In 13 games with the national program in 2016-17, he scored three goals and supplied seven points, as Belarus won gold at the World Junior Championship Division 1A tournament in Germany. He also won gold at the U18 level a year prior.

“Vladislav has really developed in the past two years. He’s getting a lot stronger and playing more of a North American style. He was one of our best players with the U18s last year,” said Team Belarus GM Vladislav Klochkov following last year’s World Junior Championship tournament. “I think he has a good shot and is a good defenceman. Depending on what NHL teams want, he could go in the draft. He certainly has what it takes to be the best defenceman on our national program in the next four to five years.”

Yeryomenko got to put his talents on display on one of the biggest stages this winter, when he saw his dream come true and suited up for Belarus at the World Junior Championship in Buffalo.

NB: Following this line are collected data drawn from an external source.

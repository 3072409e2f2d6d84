//! Preset CRUD operations
//!
//! This module provides a `PresetManager` for managing saved presets.

use super::error::PresetError;
use super::types::{Preset, PresetStorage, validate_preset_name};
use crate::selection::CombineMode;
use std::fs;
use std::path::{Path, PathBuf};

/// Manager for preset operations
///
/// Encapsulates the storage path and provides methods for preset CRUD operations.
///
/// # Examples
///
/// ```no_run
/// use mapsel::presets::PresetManager;
/// use std::path::PathBuf;
///
/// let manager = PresetManager::new(PathBuf::from("presets.toml"));
/// let presets = manager.list().unwrap();
/// ```
pub struct PresetManager {
    path: PathBuf,
    auto_backup: bool,
}

impl PresetManager {
    /// Create a new `PresetManager` with the specified storage path
    #[must_use]
    pub const fn new(path: PathBuf) -> Self {
        Self {
            path,
            auto_backup: true,
        }
    }

    /// Create a `PresetManager` with auto-backup disabled
    #[must_use]
    pub const fn without_backup(path: PathBuf) -> Self {
        Self {
            path,
            auto_backup: false,
        }
    }

    /// Load presets from the storage file
    ///
    /// Returns an empty `PresetStorage` if the file doesn't exist.
    fn load(&self) -> Result<PresetStorage, PresetError> {
        if !self.path.exists() {
            return Ok(PresetStorage::new());
        }

        let contents = fs::read_to_string(&self.path)?;
        let storage: PresetStorage = toml::from_str(&contents)?;
        Ok(storage)
    }

    /// Save presets to the storage file
    ///
    /// Creates the parent directory if it doesn't exist.
    /// Creates a backup if `auto_backup` is enabled.
    fn save(&self, storage: &PresetStorage) -> Result<(), PresetError> {
        if let Some(parent) = self.path.parent() {
            fs::create_dir_all(parent)?;
        }

        if self.auto_backup && self.path.exists() {
            let backup_path = self.path.with_extension("toml.backup");
            fs::copy(&self.path, backup_path)?;
        }

        let toml = toml::to_string_pretty(storage)?;
        fs::write(&self.path, toml)?;
        log::debug!(
            "Saved {} presets to {}",
            storage.presets.len(),
            self.path.display()
        );

        Ok(())
    }

    /// Create a new preset
    ///
    /// # Errors
    ///
    /// Returns `PresetError` if:
    /// - The preset name is invalid
    /// - A filter line does not parse
    /// - A preset with the same name already exists
    /// - The storage file cannot be saved
    pub fn create(
        &self,
        name: &str,
        description: String,
        combine_mode: CombineMode,
        filters: Vec<String>,
    ) -> Result<Preset, PresetError> {
        let mut storage = self.load()?;

        let preset = Preset::new(name.to_string(), description, combine_mode, filters);
        storage.add(preset.clone())?;

        self.save(&storage)?;

        Ok(preset)
    }

    /// Get a preset by name
    ///
    /// # Errors
    ///
    /// Returns `PresetError` if the storage file cannot be loaded or the
    /// preset is not found.
    pub fn get(&self, name: &str) -> Result<Preset, PresetError> {
        let storage = self.load()?;
        storage
            .get(name)
            .cloned()
            .ok_or_else(|| PresetError::NotFound(name.to_string()))
    }

    /// Delete a preset by name
    ///
    /// # Errors
    ///
    /// Returns `PresetError` if the preset is not found or the storage file
    /// cannot be saved.
    pub fn delete(&self, name: &str) -> Result<Preset, PresetError> {
        let mut storage = self.load()?;

        let preset = storage
            .remove(name)
            .ok_or_else(|| PresetError::NotFound(name.to_string()))?;

        self.save(&storage)?;

        Ok(preset)
    }

    /// Rename a preset
    ///
    /// # Errors
    ///
    /// Returns `PresetError` if:
    /// - The old preset is not found
    /// - The new name is invalid
    /// - A preset with the new name already exists
    /// - The storage file cannot be saved
    pub fn rename(&self, old_name: &str, new_name: String) -> Result<(), PresetError> {
        let mut storage = self.load()?;

        validate_preset_name(&new_name)
            .map_err(|e| PresetError::InvalidName(new_name.clone(), e))?;

        if storage.contains(&new_name) {
            return Err(PresetError::AlreadyExists(new_name));
        }

        let preset = storage
            .get_mut(old_name)
            .ok_or_else(|| PresetError::NotFound(old_name.to_string()))?;
        preset.name = new_name;

        self.save(&storage)?;

        Ok(())
    }

    /// List all presets, most used first
    ///
    /// # Errors
    ///
    /// Returns `PresetError` if the storage file cannot be loaded.
    pub fn list(&self) -> Result<Vec<Preset>, PresetError> {
        let storage = self.load()?;
        Ok(storage.most_used().into_iter().cloned().collect())
    }

    /// Record preset usage (increment use count, update `last_used` timestamp)
    ///
    /// # Errors
    ///
    /// Returns `PresetError` if the preset is not found or the storage file
    /// cannot be saved.
    pub fn record_use(&self, name: &str) -> Result<(), PresetError> {
        let mut storage = self.load()?;

        let preset = storage
            .get_mut(name)
            .ok_or_else(|| PresetError::NotFound(name.to_string()))?;

        preset.record_use();

        self.save(&storage)?;

        Ok(())
    }

    /// Get the storage path
    #[must_use]
    pub fn path(&self) -> &Path {
        &self.path
    }
}

#[cfg(test)]
mod tests {
    use super::*;
    use tempfile::TempDir;

    fn manager(dir: &TempDir) -> PresetManager {
        PresetManager::without_backup(dir.path().join("presets.toml"))
    }

    fn lines(filters: &[&str]) -> Vec<String> {
        filters.iter().map(ToString::to_string).collect()
    }

    #[test]
    fn test_create_and_load_preset() {
        let dir = TempDir::new().unwrap();
        let manager = manager(&dir);

        manager
            .create("streams", "Stream maps".into(), CombineMode::All, lines(&["bpm 200"]))
            .unwrap();

        let loaded = manager.get("streams").unwrap();
        assert_eq!(loaded.name, "streams");
        assert_eq!(loaded.filters, vec!["bpm 200"]);
    }

    #[test]
    fn test_create_rejects_bad_filter() {
        let dir = TempDir::new().unwrap();
        let manager = manager(&dir);

        let err = manager
            .create("broken", String::new(), CombineMode::All, lines(&["volume 11"]))
            .unwrap_err();
        assert!(matches!(err, PresetError::InvalidFilter { .. }));
        assert!(manager.list().unwrap().is_empty());
    }

    #[test]
    fn test_delete_preset() {
        let dir = TempDir::new().unwrap();
        let manager = manager(&dir);
        manager
            .create("to-delete", String::new(), CombineMode::Any, lines(&["stars 5"]))
            .unwrap();

        assert!(manager.delete("to-delete").is_ok());
        assert!(matches!(manager.get("to-delete"), Err(PresetError::NotFound(_))));
        assert!(manager.delete("to-delete").is_err());
    }

    #[test]
    fn test_rename_preset() {
        let dir = TempDir::new().unwrap();
        let manager = manager(&dir);
        manager
            .create("old-name", String::new(), CombineMode::All, lines(&["stars 5"]))
            .unwrap();

        manager.rename("old-name", "new-name".to_string()).unwrap();
        assert!(manager.get("old-name").is_err());
        assert!(manager.get("new-name").is_ok());
        assert!(manager.rename("new-name", "bad name".to_string()).is_err());
    }

    #[test]
    fn test_list_orders_by_use() {
        let dir = TempDir::new().unwrap();
        let manager = manager(&dir);
        manager
            .create("rare", String::new(), CombineMode::All, lines(&["stars 5"]))
            .unwrap();
        manager
            .create("common", String::new(), CombineMode::All, lines(&["stars 6"]))
            .unwrap();
        manager.record_use("common").unwrap();
        manager.record_use("common").unwrap();

        let names: Vec<String> = manager.list().unwrap().into_iter().map(|p| p.name).collect();
        assert_eq!(names, vec!["common", "rare"]);
        assert_eq!(manager.get("common").unwrap().use_count, 2);
    }

    #[test]
    fn test_backup_is_written() {
        let dir = TempDir::new().unwrap();
        let manager = PresetManager::new(dir.path().join("presets.toml"));
        manager
            .create("one", String::new(), CombineMode::All, lines(&["stars 1"]))
            .unwrap();
        manager
            .create("two", String::new(), CombineMode::All, lines(&["stars 2"]))
            .unwrap();
        assert!(dir.path().join("presets.toml.backup").exists());
    }
}
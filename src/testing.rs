//! Testing utilities for mapsel
//!
//! This module provides fixtures for writing tests: a `RecordBuilder` for
//! single records, a small sample library, a fixed filter context so time
//! based filters are deterministic, and a `TestLibrary` wrapper for
//! temporary stores.
//!
//! Only available when compiled with `cfg(test)`.

use crate::filters::FilterContext;
use crate::library::{Mode, Record, RecordMetadata, RecordSet, Status};
use crate::store::Library;
use chrono::{DateTime, TimeDelta, Utc};
use tempfile::TempDir;
use uuid::Uuid;

/// The instant every test treats as "now" (2024-06-01 12:00:00 UTC)
#[must_use]
pub fn fixed_now() -> DateTime<Utc> {
    DateTime::<Utc>::UNIX_EPOCH + TimeDelta::seconds(1_717_243_200)
}

/// Filter context pinned to [`fixed_now`]
#[must_use]
pub fn fixed_context() -> FilterContext {
    FilterContext::at(fixed_now())
}

fn days_ago(days: i64) -> DateTime<Utc> {
    fixed_now() - TimeDelta::days(days)
}

/// Builder for records with sensible defaults
///
/// Defaults to an osu! mode ranked record added a year before [`fixed_now`],
/// never played and without ranked date.
#[derive(Debug, Clone)]
pub struct RecordBuilder {
    record: Record,
}

impl RecordBuilder {
    pub fn new(hash: &str) -> Self {
        Self {
            record: Record {
                id: Uuid::new_v4(),
                hash: hash.to_string(),
                online_id: None,
                set_online_id: None,
                metadata: RecordMetadata::default(),
                star_rating: 0.0,
                length: 0.0,
                bpm: 0.0,
                mode: Mode::Osu,
                status: Status::Ranked,
                date_added: days_ago(365),
                date_ranked: None,
                last_played: None,
            },
        }
    }

    pub fn stars(mut self, stars: f64) -> Self {
        self.record.star_rating = stars;
        self
    }

    pub fn length(mut self, seconds: f64) -> Self {
        self.record.length = seconds;
        self
    }

    pub fn bpm(mut self, bpm: f64) -> Self {
        self.record.bpm = bpm;
        self
    }

    pub fn author(mut self, author: &str) -> Self {
        self.record.metadata.author = author.to_string();
        self
    }

    pub fn artist(mut self, artist: &str) -> Self {
        self.record.metadata.artist = artist.to_string();
        self
    }

    pub fn version(mut self, version: &str) -> Self {
        self.record.metadata.version = version.to_string();
        self
    }

    pub fn online_id(mut self, id: i32) -> Self {
        self.record.online_id = Some(id);
        self
    }

    pub fn set_online_id(mut self, id: i32) -> Self {
        self.record.set_online_id = Some(id);
        self
    }

    pub fn tags(mut self, tags: &str) -> Self {
        self.record.metadata.tags = tags.to_string();
        self
    }

    pub fn added_days_ago(mut self, days: i64) -> Self {
        self.record.date_added = days_ago(days);
        self
    }

    pub fn ranked_days_ago(mut self, days: i64) -> Self {
        self.record.date_ranked = Some(days_ago(days));
        self
    }

    pub fn played_days_ago(mut self, days: i64) -> Self {
        self.record.last_played = Some(days_ago(days));
        self
    }

    pub fn mode(mut self, mode: Mode) -> Self {
        self.record.mode = mode;
        self
    }

    pub fn status(mut self, status: Status) -> Self {
        self.record.status = status;
        self
    }

    pub fn build(self) -> Record {
        self.record
    }
}

fn set(online_id: i32, title: &str, artist: &str, records: Vec<Record>) -> RecordSet {
    let mut set = RecordSet::new(
        Uuid::new_v4(),
        Some(online_id),
        title.to_string(),
        artist.to_string(),
    );
    for record in records {
        set.push(record);
    }
    set
}

/// Three record sets with seven records in total
///
/// Record hashes, in load order: `a1 a2 a3 b1 b2 c1 c2`.
#[must_use]
pub fn sample_sets() -> Vec<RecordSet> {
    vec![
        set(
            100,
            "Flower Dance",
            "DJ Okawari",
            vec![
                RecordBuilder::new("a1").stars(2.5).bpm(130.0).length(215.0).version("Easy").author("Sotarks").build(),
                RecordBuilder::new("a2").stars(4.2).bpm(130.0).length(215.0).version("Hard").author("Sotarks").build(),
                RecordBuilder::new("a3").stars(6.1).bpm(130.0).length(215.0).version("Extra").author("Sotarks").tags("piano jazz").build(),
            ],
        ),
        set(
            200,
            "FREEDOM DiVE",
            "xi",
            vec![
                RecordBuilder::new("b1").stars(5.5).bpm(222.0).length(257.0).version("FOUR DIMENSIONS").author("Nakagawa-Kanon").tags("stream deathstream").played_days_ago(2).build(),
                RecordBuilder::new("b2").stars(7.4).bpm(222.0).length(257.0).version("Another").author("Nakagawa-Kanon").tags("stream").build(),
            ],
        ),
        set(
            300,
            "Bad Apple!!",
            "Alstroemeria Records",
            vec![
                RecordBuilder::new("c1").stars(3.0).bpm(138.0).length(219.0).mode(Mode::Taiko).version("Oni").author("ztrot").tags("touhou").added_days_ago(3).build(),
                RecordBuilder::new("c2").stars(1.8).bpm(138.0).length(219.0).mode(Mode::Mania).status(Status::Loved).version("4K").author("ztrot").tags("touhou").build(),
            ],
        ),
    ]
}

/// Wrapper for a temporary record store that cleans up on drop
pub struct TestLibrary {
    // Field order matters: the store must close before the directory goes away
    library: Library,
    _dir: TempDir,
}

impl TestLibrary {
    /// Open an empty store in a fresh temporary directory
    ///
    /// # Panics
    /// Panics if the directory or the store cannot be created.
    pub fn new() -> Self {
        let dir = TempDir::new().expect("Failed to create temporary directory");
        let library =
            Library::open(dir.path().join("library")).expect("Failed to open test library");
        Self { library, _dir: dir }
    }

    /// Open a store already filled with [`sample_sets`]
    pub fn with_samples() -> Self {
        let test = Self::new();
        for set in sample_sets() {
            test.library.insert_set(&set).expect("Failed to insert sample set");
        }
        test
    }

    #[must_use]
    pub const fn library(&self) -> &Library {
        &self.library
    }
}

#[cfg(test)]
mod tests {
    use super::*;

    #[test]
    fn test_sample_sets_shape() {
        let sets = sample_sets();
        let hashes: Vec<&str> = sets
            .iter()
            .flat_map(|s| s.records.iter().map(|r| r.hash.as_str()))
            .collect();
        assert_eq!(hashes, vec!["a1", "a2", "a3", "b1", "b2", "c1", "c2"]);
        assert_eq!(sets[1].records[0].set_online_id, Some(200));
    }

    #[test]
    fn test_days_ago_is_relative_to_fixed_now() {
        let record = RecordBuilder::new("x").played_days_ago(2).build();
        assert_eq!(record.last_played, Some(fixed_now() - TimeDelta::days(2)));
    }

    #[test]
    fn test_library_starts_empty() {
        let test = TestLibrary::new();
        assert_eq!(test.library().count_sets(), 0);
    }
}
//! Per-hunk reads: self-reference resolution, payload fetch, codec dispatch
//! and the CRC check.

use crate::decompress::Codecs;
use crate::error::Result;
use crate::header::Header;
use crate::map::{Crc, HunkKind, Map, MapEntry};
use crate::utils::*;
use crate::R;
use std::collections::HashSet;
use std::convert::TryFrom;

/// Follows self references until an entry that holds data.
/// Returns the index of that hunk and its entry.
pub fn resolve(map: &Map, hunknum: u32) -> Result<(u32, MapEntry)> {
    let mut visited = HashSet::new();
    let mut current = hunknum;
    loop {
        let entry = map.get(current).ok_or_else(|| {
            invalid_data(format!(
                "hunk {} is out of range ({} hunks)",
                current,
                map.len()
            ))
        })?;
        if entry.kind != HunkKind::SelfRef {
            return Ok((current, *entry));
        }
        if !visited.insert(current) {
            return Err(invalid_data(format!(
                "hunk {}: self references loop at hunk {}",
                hunknum, current
            )));
        }
        current = u32::try_from(entry.offset)
            .map_err(|_| invalid_data(format!("hunk {}: bad self reference", current)))?;
    }
}

/// Reads the stored bytes of a resolved entry into `payload`. Entries that
/// carry no stored bytes leave it empty.
pub fn read_payload<T: R>(
    io: &mut T,
    entry: &MapEntry,
    hunkbytes: u32,
    filesize: u64,
    payload: &mut Vec<u8>,
) -> Result<()> {
    let length = match entry.kind {
        HunkKind::Compressed(_) => entry.length,
        HunkKind::Uncompressed => hunkbytes,
        _ => {
            payload.clear();
            return Ok(());
        }
    };
    let end = entry.offset.checked_add(length as u64);
    if end.map_or(true, |end| end > filesize) {
        return Err(invalid_data(format!(
            "hunk data of {} bytes at offset {} exceeds file size {}",
            length, entry.offset, filesize
        )));
    }
    resize_buffer(payload, length as usize)?;
    io.read_at(entry.offset, payload)?;
    Ok(())
}

/// Produces the hunk from a resolved entry and its payload, then checks the
/// entry's CRC.
pub fn decode(entry: &MapEntry, payload: &[u8], codecs: &mut Codecs, dest: &mut [u8]) -> Result<()> {
    match entry.kind {
        HunkKind::Compressed(slot) => codecs.decompress(slot, payload, dest)?,
        HunkKind::Uncompressed => {
            if payload.len() != dest.len() {
                return Err(invalid_data(format!(
                    "uncompressed hunk has {} bytes, expected {}",
                    payload.len(),
                    dest.len()
                )));
            }
            dest.copy_from_slice(payload);
        }
        HunkKind::Mini => {
            let pattern = entry.offset.to_be_bytes();
            for (i, byte) in dest.iter_mut().enumerate() {
                *byte = pattern[i % pattern.len()];
            }
        }
        HunkKind::Zero => {
            for byte in dest.iter_mut() {
                *byte = 0;
            }
        }
        HunkKind::Parent => {
            return Err(unsupported(format!(
                "data is in the parent file at offset {}",
                entry.offset
            )))
        }
        HunkKind::SelfRef => return Err(invalid_data_str("unresolved self reference")),
        HunkKind::Invalid(x) => return Err(invalid_data(format!("invalid map entry type {}", x))),
    }

    match entry.crc {
        Some(Crc::Crc16(expected)) => {
            let crc = crc16(dest);
            if crc != expected {
                return Err(decompression_error(format!(
                    "crc16 {:04x} doesn't match {:04x}",
                    crc, expected
                )));
            }
        }
        Some(Crc::Crc32(expected)) => {
            let crc = crc32(dest);
            if crc != expected {
                return Err(decompression_error(format!(
                    "crc32 {:08x} doesn't match {:08x}",
                    crc, expected
                )));
            }
        }
        None => {}
    }
    Ok(())
}

/// Reads hunks one at a time with a single codec set and payload buffer.
pub struct HunkReader {
    codecs: Codecs,
    payload: Vec<u8>,
    hunkbytes: u32,
}

impl HunkReader {
    pub fn new(header: &Header) -> Result<Self> {
        Ok(Self {
            codecs: Codecs::new(header)?,
            payload: Vec::new(),
            hunkbytes: header.hunkbytes,
        })
    }

    pub fn read<T: R>(
        &mut self,
        io: &mut T,
        map: &Map,
        filesize: u64,
        hunknum: u32,
        dest: &mut [u8],
    ) -> Result<()> {
        self.read_inner(io, map, filesize, hunknum, dest)
            .map_err(|e| e.at_hunk(hunknum))
    }

    fn read_inner<T: R>(
        &mut self,
        io: &mut T,
        map: &Map,
        filesize: u64,
        hunknum: u32,
        dest: &mut [u8],
    ) -> Result<()> {
        if dest.len() != self.hunkbytes as usize {
            return Err(invalid_data(format!(
                "buffer of {} bytes for a hunk of {}",
                dest.len(),
                self.hunkbytes
            )));
        }
        let (_, entry) = resolve(map, hunknum)?;
        read_payload(io, &entry, self.hunkbytes, filesize, &mut self.payload)?;
        decode(&entry, &self.payload, &mut self.codecs, dest)
    }
}
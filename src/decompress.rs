use crate::avhuff::AvHuff;
use crate::bitstream::BitReader;
use crate::cd::{CdCodec, CdFlac};
use crate::error::Result;
use crate::header::Header;
use crate::huffman::Huffman as HuffmanDecoder;
use crate::tags::*;
use crate::utils::*;
use claxon::frame::FrameReader;
use log::warn;
use lzma_rs::decompress::{Options, UnpackedSize};
use std::io::{Cursor, Read};

pub trait Decompress: Send {
    /// Decompresses `src` into exactly `dest.len()` bytes.
    fn decompress(&mut self, src: &[u8], dest: &mut [u8]) -> Result<()>;
}

pub type DecompressType = Option<Box<dyn Decompress>>;

fn create(codec: Codec, hunkbytes: u32) -> Result<Box<dyn Decompress>> {
    let decompress: Box<dyn Decompress> = match codec {
        Codec::Zlib => Box::new(Inflate::new()),
        Codec::Lzma => Box::new(Lzma::new(hunkbytes)),
        Codec::Huffman => Box::new(Huffman::new()),
        Codec::Flac => Box::new(Flac::new()),
        Codec::CdZlib => Box::new(CdCodec::new(Inflate::new(), Inflate::new(), hunkbytes)?),
        Codec::CdLzma => Box::new(CdCodec::new(Lzma::new(hunkbytes), Inflate::new(), hunkbytes)?),
        Codec::CdFlac => Box::new(CdFlac::new(hunkbytes)?),
        Codec::AvHuff => Box::new(AvHuff::new()),
    };
    Ok(decompress)
}

/// The decompressors a file may use, indexed by codec slot.
pub struct Codecs {
    slots: [DecompressType; 4],
}

impl Codecs {
    pub fn new(header: &Header) -> Result<Self> {
        let mut slots: [DecompressType; 4] = [None, None, None, None];
        if header.is_legacy() {
            let compression = header.compressors[0];
            slots[0] = match Codec::from_legacy(compression) {
                Some(codec) => Some(create(codec, header.hunkbytes)?),
                None if compression == LEGACY_COMPRESSION_NONE => None,
                None => {
                    warn!("codec: unknown compression {}", compression);
                    Some(Box::new(Unknown::new(format!("compression {}", compression))))
                }
            };
            return Ok(Self { slots });
        }

        for (slot, &tag) in slots.iter_mut().zip(header.compressors.iter()) {
            *slot = match Codec::from_tag(tag) {
                Some(codec) => Some(create(codec, header.hunkbytes)?),
                None if tag == CHD_CODEC_NONE => None,
                None => {
                    warn!("codec: {} is not implemented", tag_string(tag));
                    Some(Box::new(Unknown::new(tag_string(tag))))
                }
            };
        }
        Ok(Self { slots })
    }

    pub fn decompress(&mut self, slot: u8, src: &[u8], dest: &mut [u8]) -> Result<()> {
        match self.slots.get_mut(slot as usize) {
            Some(Some(decompress)) => decompress.decompress(src, dest),
            _ => Err(invalid_data(format!(
                "codec: hunk uses empty compression slot {}",
                slot
            ))),
        }
    }
}

struct Unknown {
    name: String,
}

impl Unknown {
    pub fn new(name: String) -> Self {
        Self { name }
    }
}

impl Decompress for Unknown {
    fn decompress(&mut self, _src: &[u8], _dest: &mut [u8]) -> Result<()> {
        Err(unsupported(format!("codec {} not implemented", self.name)))
    }
}

pub struct Huffman {
    inner: HuffmanDecoder,
}

impl Huffman {
    pub fn new() -> Self {
        Self {
            inner: HuffmanDecoder::new(256, 16),
        }
    }
}

impl Decompress for Huffman {
    fn decompress(&mut self, src: &[u8], dest: &mut [u8]) -> Result<()> {
        let mut stream = BitReader::new(src);
        self.inner.import_tree_huffman(&mut stream)?;
        for byte in dest.iter_mut() {
            *byte = self.inner.decode_one(&mut stream)? as u8;
        }
        match stream.overflow() {
            false => Ok(()),
            true => Err(invalid_data_str(
                "codec:huffman: not enough compressed data",
            )),
        }
    }
}

/// Raw deflate (no zlib header).
pub struct Inflate {}

impl Inflate {
    pub fn new() -> Self {
        Self {}
    }
}

impl Decompress for Inflate {
    fn decompress(&mut self, src: &[u8], dest: &mut [u8]) -> Result<()> {
        let mut inflate = inflate::InflateStream::new();
        let mut consumed = 0;
        let mut produced = 0;
        loop {
            let (n, out) = inflate
                .update(&src[consumed..])
                .map_err(|e| invalid_data(format!("inflate: {}", e)))?;
            if out.len() > dest.len() - produced {
                return Err(invalid_data_str("inflate: too much data"));
            }
            dest[produced..produced + out.len()].copy_from_slice(out);
            produced += out.len();
            consumed += n;
            if produced == dest.len() || (n == 0 && out.is_empty()) {
                break;
            }
        }
        if produced != dest.len() {
            return Err(invalid_data(format!(
                "inflate: decompressed {} of {} bytes",
                produced,
                dest.len()
            )));
        }
        Ok(())
    }
}

/// LZMA without a stream header. Properties are fixed by the format
/// (lc=3, lp=0, pb=2) and the dictionary is one hunk.
pub struct Lzma {
    props: [u8; 5],
}

// (pb * 5 + lp) * 9 + lc
const LZMA_PROPERTIES: u8 = (2 * 5) * 9 + 3;

impl Lzma {
    pub fn new(hunkbytes: u32) -> Self {
        let mut props = [0u8; 5];
        props[0] = LZMA_PROPERTIES;
        props[1..5].copy_from_slice(&hunkbytes.to_le_bytes());
        Self { props }
    }
}

impl Decompress for Lzma {
    fn decompress(&mut self, src: &[u8], dest: &mut [u8]) -> Result<()> {
        let expected = dest.len();
        let mut input = (&self.props[..]).chain(src);
        let mut output: &mut [u8] = dest;
        let options = Options {
            unpacked_size: UnpackedSize::UseProvided(Some(expected as u64)),
            ..Default::default()
        };
        lzma_rs::lzma_decompress_with_options(&mut input, &mut output, &options)
            .map_err(|e| invalid_data(format!("lzma: {}", e)))?;
        if !output.is_empty() {
            return Err(invalid_data(format!(
                "lzma: decompressed {} of {} bytes",
                expected - output.len(),
                expected
            )));
        }
        Ok(())
    }
}

/// Decodes FLAC frames from `src` until `dest` holds `dest.len() / (2 *
/// channels)` interleaved 16-bit samples. Returns the number of bytes of
/// `src` the frames used.
pub fn decode_flac(
    src: &[u8],
    channels: u32,
    dest: &mut [u8],
    write_sample: fn(&mut [u8], u16),
) -> Result<usize> {
    let frame_size = 2 * channels as usize;
    let num_frames = dest.len() / frame_size;
    let mut input = Cursor::new(src);
    {
        let mut frame_reader = FrameReader::new(&mut input);
        let mut buffer = Vec::new();
        let mut done = 0;
        while done < num_frames {
            let block = frame_reader
                .read_next_or_eof(buffer)
                .map_err(|e| invalid_data(format!("flac: failed to decode frame: {}", e)))?
                .ok_or_else(|| invalid_data_str("flac: data is too short"))?;
            if block.channels() != channels {
                return Err(invalid_data(format!(
                    "flac: expected {} channels, but got {}",
                    channels,
                    block.channels()
                )));
            }
            let count = (block.duration() as usize).min(num_frames - done);
            for i in 0..count {
                let frame = (done + i) * frame_size;
                for ch in 0..channels {
                    let sample = block.sample(ch, i as u32);
                    let at = frame + 2 * ch as usize;
                    write_sample(&mut dest[at..at + 2], sample as u16);
                }
            }
            done += count;
            buffer = block.into_buffer();
        }
    }
    Ok(input.position() as usize)
}

/// Stereo 16-bit FLAC. The first byte selects the output byte order.
pub struct Flac {}

impl Flac {
    pub fn new() -> Self {
        Self {}
    }
}

impl Decompress for Flac {
    fn decompress(&mut self, src: &[u8], dest: &mut [u8]) -> Result<()> {
        let write_endian: fn(&mut [u8], u16) = match src.first() {
            Some(b'L') => write_le16,
            Some(b'B') => write_be16,
            Some(x) => {
                return Err(invalid_data(format!(
                    "flac: invalid hunk endianness {:x}",
                    x
                )))
            }
            None => return Err(invalid_data_str("flac: empty hunk")),
        };
        decode_flac(&src[1..], 2, dest, write_endian)?;
        Ok(())
    }
}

His team might not have faired that well, but Yeryomenko led his team in ice time against juggernauts such as Team Russia, Team Czech Republic and Team Sweden in the round robin.

Upon returning from the World Junior Championship, Yeryomenko’s partner and former first-round pick Jake Bean was dealt to the Tri-City Americans.

Vladislav Yeryomenko (photo Andy Devlin)

The two blue liners were second and third on the Hitmen in scoring at the time of the trade. Bean was playing out the string on his final year of junior and made sure to help Yeryomenko out while he was still there.

“Yoyo is a very smart d-man. He sees the ice really well, has come along this year and can play big minutes against anyone in this league,” said Bean prior to his departure. “He’s one of those guys that just gets it. He doesn’t need much advice from me, he’s already well on his way.”

Naturally, Yeryomenko’s production dipped a little following the Bean trade. In 31 games with Bean on the Hitmen roster, Yeryomenko recorded eight goals and 18 assists, including the timeless Teddy Bear Toss goal Dec. 10 against the Moose Jaw Warriors.

Upon his return from the World Juniors, the 6-foot, 185-pound Yeryomenko only produce five goals and 10 assists in 31 games.

Nevertheless, scouts must have been impressed with the fact that he shoots right handed, is one of the smoother skaters on the ice, makes great decisions with the puck and is calm under pressure.

This wasn’t the first time that an NHL team showed interest in Yeryomenko. The blue liner was invited to the Maple Leafs’ developmental camp last summer but couldn’t attend because of issues with his passport.

After having their dreams come true, the road only gets tougher from here for Stotts and Yeryomenko. Neither has signed a pro deal yet. They should both be at development camps later this summer and possibly training camp. However, both can be expected back at Hitmen camp later this summer.